Best Science Article
The New Yorker explores paleovirology, “which seeks to better understand the impact of modern diseases by studying the genetic history of ancient viruses.” Resurrecting extinct retroviruses—viruses that copy their genetic information into cells’ DNA—could help explain human evolution. “Viruses,” one researcher declares, “may well be the unseen creator that most likely did contribute to making us human.”—E.G.

Best Culture Piece
New York’s cover story investigates the ever-growing business of spa treatments and the ramifications of “ritualistic grooming—that potent, mutual currency of female friendship—[becoming] an industry.”—M.S.

Best Fiction
In Harper’s, Nadine Gordimer imagines what it’s like to be a tapeworm, and concludes that apart from being expelled from the host’s body, life isn’t so bad.—J.M.

Best Review
The New Yorker looks at a number of new cookbooks, all “remarkably alike in their gleeful chauvinism about being carnivores.” One cookbook includes photographs of “two men wearing sea urchins like sunglasses” and “pig heads arranged in a vat of boiling water so that they seem to be screaming.”—E.G.

Best Pop-Culture Analysis
Examine the literary roots of Gossip Girl with New York’s Cliffs Notes to the series. Whoever knew Prince Hal and Dorian Gray would make an appearance on the CW?—M.S. 

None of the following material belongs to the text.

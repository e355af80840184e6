//! Built-in applications, host-linked and spawned without the loader.

pub mod nivz;
pub mod simple;
pub mod system;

Best Letter-to-the-Editor Page
Texas Monthly’s readers are bitterly divided over the magazine’s editorial slant: One calls it a “right wing rag,” while another dismisses its “overtly liberal tone.”—D.S.

Best Cocktail-Party Factoid
Harper’s piece on the role of the mouse in medical testing highlights the wastefulness of the industry: “[S]eventy percent of all male mice are euthanized before weaning” because they are seen as “too aggressive.”—J.M.